Perform Gaussian Elimination for the first column. We can update the elements of the L and U matrices as follows. From \(A_{11} = 1*u_{1,1}\), we get \(u_{1,1} = 1\). Next, we find the elements of the first column of the L matrix. For \(A_{21} = 2 = l_{2,1}*u_{1,1}\), we have \(l_{2,1} = 2\). For \(A_{31} = -3 = l_{3,1}*u_{1,1}\), we have \(l_{3,1} = -3\).
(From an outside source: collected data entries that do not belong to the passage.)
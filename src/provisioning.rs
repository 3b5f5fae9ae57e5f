//! Credential submissions from the provisioning page.
//!
//! The request server hands over the raw `application/x-www-form-urlencoded`
//! body of a `POST /credentials`.  [`parse_form`] decodes it into a
//! [`CredentialSubmission`], [`CredentialSubmission::validate`] applies the
//! acceptance rules, and [`CredentialSubmission::into_settings`] produces the
//! complete record the settings store persists.
//!
//! Form fields:
//!
//! | field          | meaning                                         |
//! |----------------|-------------------------------------------------|
//! | `wifissid`     | network name, 1..=32 printable ASCII bytes      |
//! | `wifipass`     | passphrase, ≤ 32 bytes, ≥ 8 when protected     |
//! | `is_protected` | checkbox; present (and not `0`/`off`) = true    |
//! | `tz`           | optional named-zone index                       |
//! | `tzoffset`     | optional manual UTC offset in hours (wins)      |

use core::fmt;

use heapless::{String, Vec};

use crate::settings::{MAX_CREDENTIAL_LEN, Settings};
use crate::timezone::TimezoneSelection;

/// WPA2 minimum passphrase length.
pub const MIN_PROTECTED_PASSPHRASE_LEN: usize = 8;

/// Why a submission was not applied.
#[derive(Debug, Clone, Copy, PartialEq, Eq)]
pub enum ProvisioningError {
    MalformedForm,
    MissingSsid,
    SsidTooLong,
    SsidNotPrintable,
    PassphraseTooLong,
    PassphraseTooShort,
    InvalidTimezone,
    /// Validated but the settings store could not commit it.
    StoreFailed,
}

impl fmt::Display for ProvisioningError {
    fn fmt(&self, f: &mut fmt::Formatter<'_>) -> fmt::Result {
        match self {
            Self::MalformedForm => write!(f, "form body could not be decoded"),
            Self::MissingSsid => write!(f, "network name is required"),
            Self::SsidTooLong => write!(f, "network name longer than 32 bytes"),
            Self::SsidNotPrintable => write!(f, "network name must be printable ASCII"),
            Self::PassphraseTooLong => write!(f, "passphrase longer than 32 bytes"),
            Self::PassphraseTooShort => {
                write!(f, "protected networks need a passphrase of at least 8 characters")
            }
            Self::InvalidTimezone => write!(f, "timezone selection out of range"),
            Self::StoreFailed => write!(f, "settings could not be saved"),
        }
    }
}

/// Credentials as submitted, before validation.
#[derive(Debug, Clone, PartialEq, Eq)]
pub struct CredentialSubmission {
    pub ssid: String<MAX_CREDENTIAL_LEN>,
    pub passphrase: String<MAX_CREDENTIAL_LEN>,
    pub is_protected: bool,
    /// `None` keeps the current timezone.
    pub timezone: Option<TimezoneSelection>,
}

impl CredentialSubmission {
    pub fn validate(&self) -> Result<(), ProvisioningError> {
        if self.ssid.is_empty() {
            return Err(ProvisioningError::MissingSsid);
        }
        if !is_printable_ascii(&self.ssid) {
            return Err(ProvisioningError::SsidNotPrintable);
        }
        if self.is_protected && self.passphrase.len() < MIN_PROTECTED_PASSPHRASE_LEN {
            return Err(ProvisioningError::PassphraseTooShort);
        }
        match self.timezone {
            Some(tz) if !tz.is_valid() => Err(ProvisioningError::InvalidTimezone),
            _ => Ok(()),
        }
    }

    /// Full record to persist; fields not carried by the form come from
    /// `current`.
    pub fn into_settings(self, current: &Settings) -> Settings {
        Settings {
            ssid: self.ssid,
            passphrase: self.passphrase,
            is_protected: self.is_protected,
            timezone: self.timezone.unwrap_or(current.timezone),
        }
    }
}

/// Decode a urlencoded `POST /credentials` body.
///
/// Length limits are enforced here since the bounded strings cannot hold
/// an over-long value.  Unknown fields are ignored.
pub fn parse_form(body: &str) -> Result<CredentialSubmission, ProvisioningError> {
    let mut ssid = None;
    let mut passphrase = String::new();
    let mut is_protected = false;
    let mut zone = None;
    let mut offset = None;

    for pair in body.split('&').filter(|p| !p.is_empty()) {
        let (key, raw) = pair.split_once('=').unwrap_or((pair, ""));
        match key {
            "wifissid" => {
                ssid = Some(decode_field(raw).map_err(|e| e.or(ProvisioningError::SsidTooLong))?);
            }
            "wifipass" => {
                passphrase =
                    decode_field(raw).map_err(|e| e.or(ProvisioningError::PassphraseTooLong))?;
            }
            "is_protected" => {
                is_protected = !matches!(raw, "0" | "off" | "false");
            }
            "tz" if !raw.is_empty() => {
                let idx = raw.parse::<u8>().map_err(|_| ProvisioningError::InvalidTimezone)?;
                zone = Some(TimezoneSelection::NamedZone(idx));
            }
            "tzoffset" if !raw.is_empty() => {
                let raw = raw.strip_prefix("%2B").unwrap_or(raw);
                let hours = raw.parse::<i8>().map_err(|_| ProvisioningError::InvalidTimezone)?;
                offset = Some(TimezoneSelection::ManualOffset(hours));
            }
            _ => {}
        }
    }

    Ok(CredentialSubmission {
        ssid: ssid.ok_or(ProvisioningError::MissingSsid)?,
        passphrase,
        is_protected,
        timezone: offset.or(zone),
    })
}

enum FieldError {
    Malformed,
    TooLong,
}

impl FieldError {
    fn or(self, too_long: ProvisioningError) -> ProvisioningError {
        match self {
            Self::Malformed => ProvisioningError::MalformedForm,
            Self::TooLong => too_long,
        }
    }
}

/// Percent-decode one form value (`+` is a space).
fn decode_field<const N: usize>(raw: &str) -> Result<String<N>, FieldError> {
    let mut bytes: Vec<u8, N> = Vec::new();
    let mut input = raw.bytes();
    while let Some(b) = input.next() {
        let decoded = match b {
            b'+' => b' ',
            b'%' => {
                let hi = input.next().and_then(hex_value).ok_or(FieldError::Malformed)?;
                let lo = input.next().and_then(hex_value).ok_or(FieldError::Malformed)?;
                (hi << 4) | lo
            }
            other => other,
        };
        bytes.push(decoded).map_err(|_| FieldError::TooLong)?;
    }
    String::from_utf8(bytes).map_err(|_| FieldError::Malformed)
}

/// Network names are limited to `0x20..=0x7E`.
pub(crate) fn is_printable_ascii(s: &str) -> bool {
    s.bytes().all(|b| (0x20..=0x7E).contains(&b))
}

fn hex_value(b: u8) -> Option<u8> {
    match b {
        b'0'..=b'9' => Some(b - b'0'),
        b'a'..=b'f' => Some(b - b'a' + 10),
        b'A'..=b'F' => Some(b - b'A' + 10),
        _ => None,
    }
}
Now let's use the Gaussian Elimination for the second column: Subtract 2 times the first row from the second row to get the second row of A, $$\begin{bmatrix} 1 & 1 & 1 \\ 0 & 2 & -1\\ -3 & 1 & -2 \end{bmatrix}$$ Subtract -3 times the first row from the third row to get the third row of A, $$\begin{bmatrix} 1 & 1 & 1 \\ 0 & 2 & -1\\ 0 & 4 & -1 \end{bmatrix}$$ Now, using the updated values of A, we can find the elements of the L and U matrices: For \(A_{22} = 2 = l_{2,1}*u_{1,2} +u_{2,2}\), we have \(u_{2,2} = 2 -2*1 = 0\). Similarly, for \(A_{32} = 4\), we get \(l_{3,2} = (4 +(-3*1)) /0 = 1\). (Note: We divide by \(u_{2,2} = 0\) here) Finally, for \(A_{33} = -1\), we have \(u_{3,3} = -1 -(2*-1) = -1 + 2 = 1\). So, the matrices L and U are now given as: $$L = \left(\begin{array}{ccc} 1 & 0 & 0 \\\ 2 & 1 & 0 \\\ -3 & 1 & 1 \end{array}\right)$$ and $$U = \left(\begin{array}{ccc} 1 & 1 & 1 \\\ 0 & 0 & -1 \\\ 0 & 0 &1 \end{array}\right)$$.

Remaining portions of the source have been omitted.